Brief:
Find every line in the data that contains the word "serper". Return each of those lines.

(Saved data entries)

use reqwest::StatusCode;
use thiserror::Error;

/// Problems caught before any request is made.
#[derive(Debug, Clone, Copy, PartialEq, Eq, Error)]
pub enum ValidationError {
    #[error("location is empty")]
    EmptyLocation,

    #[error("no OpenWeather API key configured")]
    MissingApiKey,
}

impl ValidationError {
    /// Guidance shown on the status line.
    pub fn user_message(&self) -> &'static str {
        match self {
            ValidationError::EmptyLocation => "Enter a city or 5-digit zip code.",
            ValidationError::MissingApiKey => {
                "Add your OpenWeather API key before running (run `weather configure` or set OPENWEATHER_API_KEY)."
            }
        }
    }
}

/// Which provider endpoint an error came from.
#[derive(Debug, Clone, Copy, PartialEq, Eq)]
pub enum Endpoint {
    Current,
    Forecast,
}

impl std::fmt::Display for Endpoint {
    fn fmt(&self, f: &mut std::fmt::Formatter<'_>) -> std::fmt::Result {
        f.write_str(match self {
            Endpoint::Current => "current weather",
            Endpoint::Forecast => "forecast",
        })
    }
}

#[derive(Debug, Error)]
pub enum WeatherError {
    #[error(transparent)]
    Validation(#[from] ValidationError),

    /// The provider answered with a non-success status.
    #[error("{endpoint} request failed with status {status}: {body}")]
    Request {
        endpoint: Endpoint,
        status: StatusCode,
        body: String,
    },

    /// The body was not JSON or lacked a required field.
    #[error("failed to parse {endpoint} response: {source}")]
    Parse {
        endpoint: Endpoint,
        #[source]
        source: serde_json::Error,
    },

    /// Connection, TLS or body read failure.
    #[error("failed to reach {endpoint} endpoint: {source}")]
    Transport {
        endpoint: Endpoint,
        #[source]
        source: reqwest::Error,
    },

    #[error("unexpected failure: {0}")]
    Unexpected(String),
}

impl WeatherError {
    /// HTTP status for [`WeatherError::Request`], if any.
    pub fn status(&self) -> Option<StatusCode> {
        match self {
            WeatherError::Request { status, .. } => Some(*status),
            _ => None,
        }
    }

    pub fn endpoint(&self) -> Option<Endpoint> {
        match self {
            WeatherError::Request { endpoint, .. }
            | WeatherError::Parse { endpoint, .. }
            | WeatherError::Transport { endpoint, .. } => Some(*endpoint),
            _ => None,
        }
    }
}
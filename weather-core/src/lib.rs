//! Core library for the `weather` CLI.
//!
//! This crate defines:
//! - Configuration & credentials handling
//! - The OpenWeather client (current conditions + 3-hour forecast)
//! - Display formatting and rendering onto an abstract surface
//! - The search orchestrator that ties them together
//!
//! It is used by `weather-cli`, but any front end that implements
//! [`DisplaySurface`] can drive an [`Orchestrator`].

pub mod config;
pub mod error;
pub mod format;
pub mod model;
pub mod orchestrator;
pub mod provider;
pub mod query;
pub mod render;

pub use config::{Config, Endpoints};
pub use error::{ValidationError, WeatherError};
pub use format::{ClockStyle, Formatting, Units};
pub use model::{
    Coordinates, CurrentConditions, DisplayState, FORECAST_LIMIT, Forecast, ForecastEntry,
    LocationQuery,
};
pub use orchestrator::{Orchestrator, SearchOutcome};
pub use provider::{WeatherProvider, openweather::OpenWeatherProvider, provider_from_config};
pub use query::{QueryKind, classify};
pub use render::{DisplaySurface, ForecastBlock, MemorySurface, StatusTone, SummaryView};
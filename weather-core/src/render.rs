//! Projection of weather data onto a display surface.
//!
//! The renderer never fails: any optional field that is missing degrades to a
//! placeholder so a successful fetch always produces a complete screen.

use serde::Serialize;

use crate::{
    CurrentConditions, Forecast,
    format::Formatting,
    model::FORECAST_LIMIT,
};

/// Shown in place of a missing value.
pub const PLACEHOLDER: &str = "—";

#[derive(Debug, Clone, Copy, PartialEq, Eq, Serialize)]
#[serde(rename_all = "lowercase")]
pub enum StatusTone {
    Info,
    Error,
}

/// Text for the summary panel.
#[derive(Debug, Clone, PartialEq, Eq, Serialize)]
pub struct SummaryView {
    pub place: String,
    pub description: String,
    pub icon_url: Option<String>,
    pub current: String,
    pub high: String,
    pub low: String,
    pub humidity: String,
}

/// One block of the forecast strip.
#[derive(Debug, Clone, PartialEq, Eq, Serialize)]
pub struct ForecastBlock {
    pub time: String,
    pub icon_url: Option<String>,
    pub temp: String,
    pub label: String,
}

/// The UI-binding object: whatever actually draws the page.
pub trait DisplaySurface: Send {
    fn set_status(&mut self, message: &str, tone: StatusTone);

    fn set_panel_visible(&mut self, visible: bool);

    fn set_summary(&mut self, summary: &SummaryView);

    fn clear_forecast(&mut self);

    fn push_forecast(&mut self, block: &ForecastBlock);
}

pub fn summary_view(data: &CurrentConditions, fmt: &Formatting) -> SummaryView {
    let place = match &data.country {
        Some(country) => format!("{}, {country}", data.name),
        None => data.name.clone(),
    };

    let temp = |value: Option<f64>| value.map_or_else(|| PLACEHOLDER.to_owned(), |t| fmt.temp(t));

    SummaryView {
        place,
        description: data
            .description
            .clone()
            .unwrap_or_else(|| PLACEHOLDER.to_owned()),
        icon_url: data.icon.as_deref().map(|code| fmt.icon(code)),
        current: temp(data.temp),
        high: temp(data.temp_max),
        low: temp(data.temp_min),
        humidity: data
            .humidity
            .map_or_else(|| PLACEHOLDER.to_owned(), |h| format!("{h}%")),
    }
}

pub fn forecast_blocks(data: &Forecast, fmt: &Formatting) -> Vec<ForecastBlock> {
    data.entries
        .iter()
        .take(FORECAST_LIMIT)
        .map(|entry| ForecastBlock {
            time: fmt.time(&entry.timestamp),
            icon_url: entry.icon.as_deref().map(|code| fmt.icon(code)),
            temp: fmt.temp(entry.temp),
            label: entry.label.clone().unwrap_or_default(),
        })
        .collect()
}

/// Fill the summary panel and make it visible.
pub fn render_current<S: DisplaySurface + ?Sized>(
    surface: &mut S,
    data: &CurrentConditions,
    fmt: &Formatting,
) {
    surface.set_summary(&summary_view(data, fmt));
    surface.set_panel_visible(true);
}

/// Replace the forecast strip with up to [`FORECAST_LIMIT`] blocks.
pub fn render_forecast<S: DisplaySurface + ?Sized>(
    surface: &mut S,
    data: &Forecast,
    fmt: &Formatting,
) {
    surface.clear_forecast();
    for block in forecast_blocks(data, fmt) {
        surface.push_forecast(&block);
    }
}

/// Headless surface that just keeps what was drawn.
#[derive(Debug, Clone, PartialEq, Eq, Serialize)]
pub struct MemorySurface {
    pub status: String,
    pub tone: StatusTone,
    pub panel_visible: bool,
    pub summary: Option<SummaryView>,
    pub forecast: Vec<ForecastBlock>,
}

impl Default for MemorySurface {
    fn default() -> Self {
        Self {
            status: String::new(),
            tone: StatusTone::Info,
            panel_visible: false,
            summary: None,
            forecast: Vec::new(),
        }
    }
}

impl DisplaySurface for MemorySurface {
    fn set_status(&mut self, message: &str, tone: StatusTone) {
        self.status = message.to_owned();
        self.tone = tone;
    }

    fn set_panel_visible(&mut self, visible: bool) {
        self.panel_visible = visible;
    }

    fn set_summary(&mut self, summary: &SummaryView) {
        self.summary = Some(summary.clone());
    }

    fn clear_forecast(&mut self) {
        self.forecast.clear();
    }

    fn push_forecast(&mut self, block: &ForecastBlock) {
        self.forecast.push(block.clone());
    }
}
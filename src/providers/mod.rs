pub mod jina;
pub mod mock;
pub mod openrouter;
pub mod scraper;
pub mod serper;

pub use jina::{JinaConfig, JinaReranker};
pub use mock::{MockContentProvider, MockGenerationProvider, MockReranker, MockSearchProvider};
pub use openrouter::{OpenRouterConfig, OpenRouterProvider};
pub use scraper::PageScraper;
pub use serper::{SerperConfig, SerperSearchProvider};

Your solution:
pub mod serper;
pub use serper::{SerperConfig, SerperSearchProvider};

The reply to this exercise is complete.